(Saved data entries)
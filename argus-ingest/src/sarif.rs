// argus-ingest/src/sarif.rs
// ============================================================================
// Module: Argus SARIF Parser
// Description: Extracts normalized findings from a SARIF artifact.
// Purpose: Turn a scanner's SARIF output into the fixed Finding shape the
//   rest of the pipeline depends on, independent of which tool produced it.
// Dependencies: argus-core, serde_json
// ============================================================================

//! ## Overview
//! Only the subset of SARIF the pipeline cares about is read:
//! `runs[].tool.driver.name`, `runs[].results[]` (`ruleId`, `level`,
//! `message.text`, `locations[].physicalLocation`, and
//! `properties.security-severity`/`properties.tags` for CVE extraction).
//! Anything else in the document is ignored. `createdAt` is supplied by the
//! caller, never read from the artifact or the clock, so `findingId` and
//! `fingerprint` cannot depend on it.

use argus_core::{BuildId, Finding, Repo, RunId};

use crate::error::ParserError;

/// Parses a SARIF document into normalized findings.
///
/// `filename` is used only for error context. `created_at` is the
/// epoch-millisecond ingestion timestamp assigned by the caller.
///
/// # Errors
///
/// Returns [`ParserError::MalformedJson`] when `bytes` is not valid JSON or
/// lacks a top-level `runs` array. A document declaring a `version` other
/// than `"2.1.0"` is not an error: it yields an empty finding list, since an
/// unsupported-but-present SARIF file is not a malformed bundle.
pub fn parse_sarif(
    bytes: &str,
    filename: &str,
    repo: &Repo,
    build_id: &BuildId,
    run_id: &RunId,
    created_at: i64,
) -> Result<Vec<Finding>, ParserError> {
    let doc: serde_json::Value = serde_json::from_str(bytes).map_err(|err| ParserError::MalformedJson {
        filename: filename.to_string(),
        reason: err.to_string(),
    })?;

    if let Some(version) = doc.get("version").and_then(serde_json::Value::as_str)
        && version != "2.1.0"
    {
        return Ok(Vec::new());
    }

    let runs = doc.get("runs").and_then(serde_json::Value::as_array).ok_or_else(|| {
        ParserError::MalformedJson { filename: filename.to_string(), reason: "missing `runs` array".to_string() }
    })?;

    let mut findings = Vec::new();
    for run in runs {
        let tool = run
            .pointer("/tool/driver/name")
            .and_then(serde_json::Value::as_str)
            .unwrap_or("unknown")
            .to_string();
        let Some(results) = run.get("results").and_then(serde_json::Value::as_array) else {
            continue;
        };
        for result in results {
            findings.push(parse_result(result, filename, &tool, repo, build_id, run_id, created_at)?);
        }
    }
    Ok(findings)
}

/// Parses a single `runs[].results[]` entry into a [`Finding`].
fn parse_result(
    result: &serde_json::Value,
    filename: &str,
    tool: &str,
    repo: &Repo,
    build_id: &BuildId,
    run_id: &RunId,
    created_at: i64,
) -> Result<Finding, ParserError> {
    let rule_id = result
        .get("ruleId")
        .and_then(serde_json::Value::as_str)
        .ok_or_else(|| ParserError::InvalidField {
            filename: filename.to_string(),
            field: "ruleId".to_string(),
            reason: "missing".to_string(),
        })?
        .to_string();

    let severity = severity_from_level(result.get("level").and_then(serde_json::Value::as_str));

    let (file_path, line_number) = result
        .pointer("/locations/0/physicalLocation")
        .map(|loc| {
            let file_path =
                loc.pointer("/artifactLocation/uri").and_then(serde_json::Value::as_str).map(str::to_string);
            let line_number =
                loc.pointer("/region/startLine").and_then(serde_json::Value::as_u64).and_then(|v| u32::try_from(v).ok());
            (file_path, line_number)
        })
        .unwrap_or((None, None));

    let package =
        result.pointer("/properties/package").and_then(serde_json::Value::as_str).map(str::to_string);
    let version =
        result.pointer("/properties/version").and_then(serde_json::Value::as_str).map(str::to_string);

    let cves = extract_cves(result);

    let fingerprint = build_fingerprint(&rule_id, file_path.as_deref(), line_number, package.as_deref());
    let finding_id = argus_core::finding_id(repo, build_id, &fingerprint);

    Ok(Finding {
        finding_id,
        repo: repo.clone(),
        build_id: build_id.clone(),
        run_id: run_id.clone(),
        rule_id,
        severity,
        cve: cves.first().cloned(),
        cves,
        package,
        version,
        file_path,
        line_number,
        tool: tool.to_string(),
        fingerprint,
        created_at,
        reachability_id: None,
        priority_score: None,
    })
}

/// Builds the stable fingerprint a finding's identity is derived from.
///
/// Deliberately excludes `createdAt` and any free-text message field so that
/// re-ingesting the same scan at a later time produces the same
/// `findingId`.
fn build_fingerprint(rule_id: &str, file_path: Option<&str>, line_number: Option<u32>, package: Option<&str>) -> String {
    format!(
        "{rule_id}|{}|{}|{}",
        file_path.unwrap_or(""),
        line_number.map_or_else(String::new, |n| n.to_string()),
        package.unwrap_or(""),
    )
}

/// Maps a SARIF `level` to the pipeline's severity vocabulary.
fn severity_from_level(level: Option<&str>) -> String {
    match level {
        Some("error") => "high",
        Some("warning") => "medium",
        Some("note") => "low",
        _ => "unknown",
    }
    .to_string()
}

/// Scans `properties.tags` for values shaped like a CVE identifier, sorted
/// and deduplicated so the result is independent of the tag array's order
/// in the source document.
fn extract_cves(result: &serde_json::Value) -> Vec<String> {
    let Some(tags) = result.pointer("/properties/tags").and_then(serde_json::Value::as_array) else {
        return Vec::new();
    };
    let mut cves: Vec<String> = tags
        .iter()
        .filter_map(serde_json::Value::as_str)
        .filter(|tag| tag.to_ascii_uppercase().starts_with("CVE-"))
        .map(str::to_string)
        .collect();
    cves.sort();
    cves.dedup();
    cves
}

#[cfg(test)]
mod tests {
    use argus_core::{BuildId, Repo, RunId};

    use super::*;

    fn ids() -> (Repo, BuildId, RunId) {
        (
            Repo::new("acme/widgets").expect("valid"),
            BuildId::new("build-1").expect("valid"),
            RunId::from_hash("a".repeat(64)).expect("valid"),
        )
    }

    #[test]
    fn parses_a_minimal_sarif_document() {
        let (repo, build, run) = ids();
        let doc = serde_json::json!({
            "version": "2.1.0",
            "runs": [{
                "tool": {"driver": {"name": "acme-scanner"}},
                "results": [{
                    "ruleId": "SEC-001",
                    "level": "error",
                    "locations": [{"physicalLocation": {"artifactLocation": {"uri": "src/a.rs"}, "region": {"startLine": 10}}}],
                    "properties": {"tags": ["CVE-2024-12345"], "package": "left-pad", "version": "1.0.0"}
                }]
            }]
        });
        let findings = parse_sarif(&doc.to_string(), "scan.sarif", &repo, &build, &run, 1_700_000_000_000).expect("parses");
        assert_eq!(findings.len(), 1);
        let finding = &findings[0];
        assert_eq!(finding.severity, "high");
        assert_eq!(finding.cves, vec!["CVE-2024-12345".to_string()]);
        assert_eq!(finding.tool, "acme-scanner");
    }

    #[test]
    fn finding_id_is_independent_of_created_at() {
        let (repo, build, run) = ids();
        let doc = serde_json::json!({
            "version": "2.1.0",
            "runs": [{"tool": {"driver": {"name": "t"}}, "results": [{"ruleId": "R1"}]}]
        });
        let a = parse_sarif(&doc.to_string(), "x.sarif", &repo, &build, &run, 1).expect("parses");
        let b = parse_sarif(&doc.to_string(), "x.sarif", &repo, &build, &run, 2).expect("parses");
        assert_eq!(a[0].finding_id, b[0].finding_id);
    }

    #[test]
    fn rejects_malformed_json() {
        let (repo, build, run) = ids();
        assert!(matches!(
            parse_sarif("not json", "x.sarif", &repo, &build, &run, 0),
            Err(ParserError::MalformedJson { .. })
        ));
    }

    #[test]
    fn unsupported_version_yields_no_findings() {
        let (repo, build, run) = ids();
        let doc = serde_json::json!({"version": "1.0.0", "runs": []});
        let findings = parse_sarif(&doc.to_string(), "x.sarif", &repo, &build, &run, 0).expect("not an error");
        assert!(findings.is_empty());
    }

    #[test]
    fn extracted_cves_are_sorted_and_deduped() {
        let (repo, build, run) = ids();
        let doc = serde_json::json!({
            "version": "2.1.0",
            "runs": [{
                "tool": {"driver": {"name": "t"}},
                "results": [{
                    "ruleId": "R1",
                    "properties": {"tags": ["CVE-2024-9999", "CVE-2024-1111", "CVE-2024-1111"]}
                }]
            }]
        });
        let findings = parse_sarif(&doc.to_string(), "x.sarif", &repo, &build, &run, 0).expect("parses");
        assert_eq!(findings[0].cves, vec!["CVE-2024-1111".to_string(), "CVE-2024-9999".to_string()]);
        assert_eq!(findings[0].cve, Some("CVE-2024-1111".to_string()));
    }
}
==
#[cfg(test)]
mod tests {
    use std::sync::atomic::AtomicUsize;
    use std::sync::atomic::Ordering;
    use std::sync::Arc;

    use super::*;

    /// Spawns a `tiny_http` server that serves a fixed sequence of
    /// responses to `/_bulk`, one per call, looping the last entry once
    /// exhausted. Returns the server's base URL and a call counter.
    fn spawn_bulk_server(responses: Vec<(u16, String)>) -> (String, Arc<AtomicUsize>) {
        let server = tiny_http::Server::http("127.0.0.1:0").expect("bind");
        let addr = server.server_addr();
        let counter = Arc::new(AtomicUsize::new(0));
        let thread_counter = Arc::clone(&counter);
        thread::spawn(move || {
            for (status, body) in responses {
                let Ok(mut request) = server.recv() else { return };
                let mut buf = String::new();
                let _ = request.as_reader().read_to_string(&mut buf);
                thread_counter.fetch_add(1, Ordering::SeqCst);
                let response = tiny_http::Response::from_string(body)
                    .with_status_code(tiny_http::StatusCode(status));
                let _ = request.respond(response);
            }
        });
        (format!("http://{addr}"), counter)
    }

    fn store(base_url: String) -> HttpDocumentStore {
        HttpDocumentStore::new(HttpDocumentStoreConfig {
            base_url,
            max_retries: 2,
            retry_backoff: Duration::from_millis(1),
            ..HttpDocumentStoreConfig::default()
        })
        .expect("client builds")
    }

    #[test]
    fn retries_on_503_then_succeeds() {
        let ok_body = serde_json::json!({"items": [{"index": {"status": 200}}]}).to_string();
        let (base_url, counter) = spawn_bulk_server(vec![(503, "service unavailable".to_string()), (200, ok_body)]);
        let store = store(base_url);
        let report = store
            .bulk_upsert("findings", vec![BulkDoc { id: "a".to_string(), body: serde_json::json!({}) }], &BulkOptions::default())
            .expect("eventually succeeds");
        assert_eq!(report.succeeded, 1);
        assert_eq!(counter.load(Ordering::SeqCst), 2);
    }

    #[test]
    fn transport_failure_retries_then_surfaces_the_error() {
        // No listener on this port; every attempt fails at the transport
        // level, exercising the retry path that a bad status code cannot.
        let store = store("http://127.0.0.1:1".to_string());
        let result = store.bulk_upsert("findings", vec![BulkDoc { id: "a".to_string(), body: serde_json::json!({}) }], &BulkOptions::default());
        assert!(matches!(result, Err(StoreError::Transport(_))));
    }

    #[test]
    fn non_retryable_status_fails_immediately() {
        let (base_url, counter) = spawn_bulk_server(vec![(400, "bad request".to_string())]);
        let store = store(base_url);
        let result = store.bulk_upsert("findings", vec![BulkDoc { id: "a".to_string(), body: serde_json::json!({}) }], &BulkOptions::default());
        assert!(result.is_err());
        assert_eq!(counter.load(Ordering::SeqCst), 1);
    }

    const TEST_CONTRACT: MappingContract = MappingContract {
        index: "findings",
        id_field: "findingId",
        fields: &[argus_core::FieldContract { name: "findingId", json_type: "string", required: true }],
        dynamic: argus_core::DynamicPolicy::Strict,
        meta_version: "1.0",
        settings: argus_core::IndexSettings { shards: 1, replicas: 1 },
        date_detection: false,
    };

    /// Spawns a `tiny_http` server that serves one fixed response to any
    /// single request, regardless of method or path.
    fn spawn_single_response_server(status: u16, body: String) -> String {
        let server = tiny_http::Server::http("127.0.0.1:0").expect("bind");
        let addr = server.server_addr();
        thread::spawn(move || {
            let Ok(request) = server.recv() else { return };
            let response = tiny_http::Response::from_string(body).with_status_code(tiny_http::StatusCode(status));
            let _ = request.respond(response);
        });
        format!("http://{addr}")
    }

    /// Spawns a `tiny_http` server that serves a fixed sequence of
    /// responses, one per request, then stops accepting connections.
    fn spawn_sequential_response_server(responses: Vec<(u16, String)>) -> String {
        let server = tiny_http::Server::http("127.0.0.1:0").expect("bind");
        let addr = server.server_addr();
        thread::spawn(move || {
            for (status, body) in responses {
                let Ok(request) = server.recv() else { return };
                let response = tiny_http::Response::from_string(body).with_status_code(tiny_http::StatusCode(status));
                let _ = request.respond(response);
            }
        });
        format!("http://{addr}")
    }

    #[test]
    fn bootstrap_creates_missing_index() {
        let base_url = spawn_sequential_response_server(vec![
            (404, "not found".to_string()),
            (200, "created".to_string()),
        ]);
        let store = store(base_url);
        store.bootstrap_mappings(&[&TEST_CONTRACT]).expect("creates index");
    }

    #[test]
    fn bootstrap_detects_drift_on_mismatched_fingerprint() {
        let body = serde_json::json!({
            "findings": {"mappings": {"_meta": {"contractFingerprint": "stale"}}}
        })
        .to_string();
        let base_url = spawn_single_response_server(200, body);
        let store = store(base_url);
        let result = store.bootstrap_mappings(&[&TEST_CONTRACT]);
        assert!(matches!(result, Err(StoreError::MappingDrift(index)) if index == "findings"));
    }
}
* * *
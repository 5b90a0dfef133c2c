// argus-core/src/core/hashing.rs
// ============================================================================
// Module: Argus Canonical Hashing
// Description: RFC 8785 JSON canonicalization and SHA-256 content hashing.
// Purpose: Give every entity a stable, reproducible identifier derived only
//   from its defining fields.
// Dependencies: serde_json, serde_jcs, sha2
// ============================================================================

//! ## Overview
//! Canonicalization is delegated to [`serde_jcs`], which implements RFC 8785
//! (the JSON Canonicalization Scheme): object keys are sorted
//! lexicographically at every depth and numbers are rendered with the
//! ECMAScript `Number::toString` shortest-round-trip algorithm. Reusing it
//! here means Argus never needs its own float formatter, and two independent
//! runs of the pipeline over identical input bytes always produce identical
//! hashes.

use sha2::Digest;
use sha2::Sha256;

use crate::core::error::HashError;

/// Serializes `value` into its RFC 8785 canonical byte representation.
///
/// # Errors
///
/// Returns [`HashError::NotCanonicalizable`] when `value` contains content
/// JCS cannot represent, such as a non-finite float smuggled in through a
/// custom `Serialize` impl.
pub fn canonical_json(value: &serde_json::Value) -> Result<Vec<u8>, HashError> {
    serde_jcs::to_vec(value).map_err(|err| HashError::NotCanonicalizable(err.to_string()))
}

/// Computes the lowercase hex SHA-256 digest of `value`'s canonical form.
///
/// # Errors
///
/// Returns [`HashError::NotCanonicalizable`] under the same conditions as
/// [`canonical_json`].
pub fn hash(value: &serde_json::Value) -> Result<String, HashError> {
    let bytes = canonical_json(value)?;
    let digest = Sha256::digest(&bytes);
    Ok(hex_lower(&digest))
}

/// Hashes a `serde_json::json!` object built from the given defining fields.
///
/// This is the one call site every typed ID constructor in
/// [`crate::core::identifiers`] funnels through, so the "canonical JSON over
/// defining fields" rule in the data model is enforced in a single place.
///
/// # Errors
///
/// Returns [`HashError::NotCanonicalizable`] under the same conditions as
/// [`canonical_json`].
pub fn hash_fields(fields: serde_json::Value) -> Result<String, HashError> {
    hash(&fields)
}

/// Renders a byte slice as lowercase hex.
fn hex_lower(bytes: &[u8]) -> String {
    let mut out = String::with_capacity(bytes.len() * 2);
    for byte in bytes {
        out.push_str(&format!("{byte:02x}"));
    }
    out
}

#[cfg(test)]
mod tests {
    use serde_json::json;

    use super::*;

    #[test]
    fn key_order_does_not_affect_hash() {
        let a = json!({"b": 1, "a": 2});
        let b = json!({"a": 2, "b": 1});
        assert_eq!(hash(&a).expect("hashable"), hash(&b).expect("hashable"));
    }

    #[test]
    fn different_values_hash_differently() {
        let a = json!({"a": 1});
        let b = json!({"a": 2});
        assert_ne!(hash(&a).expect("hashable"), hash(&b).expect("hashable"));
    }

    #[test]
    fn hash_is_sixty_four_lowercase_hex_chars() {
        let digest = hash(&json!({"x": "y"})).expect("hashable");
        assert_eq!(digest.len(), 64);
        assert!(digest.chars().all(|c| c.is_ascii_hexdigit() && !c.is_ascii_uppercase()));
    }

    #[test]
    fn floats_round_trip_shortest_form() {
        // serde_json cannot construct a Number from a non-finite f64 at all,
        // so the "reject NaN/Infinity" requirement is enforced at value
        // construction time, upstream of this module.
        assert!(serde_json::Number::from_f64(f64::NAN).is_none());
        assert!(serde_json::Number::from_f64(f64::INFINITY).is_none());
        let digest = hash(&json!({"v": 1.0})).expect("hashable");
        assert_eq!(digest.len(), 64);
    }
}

_Work to complete_:
Search the records above for the string "enforced". Report each line that has it.

_Answer to this task_:
/// defining fields" rule in the data model is enforced in a single place.
        // so the "reject NaN/Infinity" requirement is enforced at value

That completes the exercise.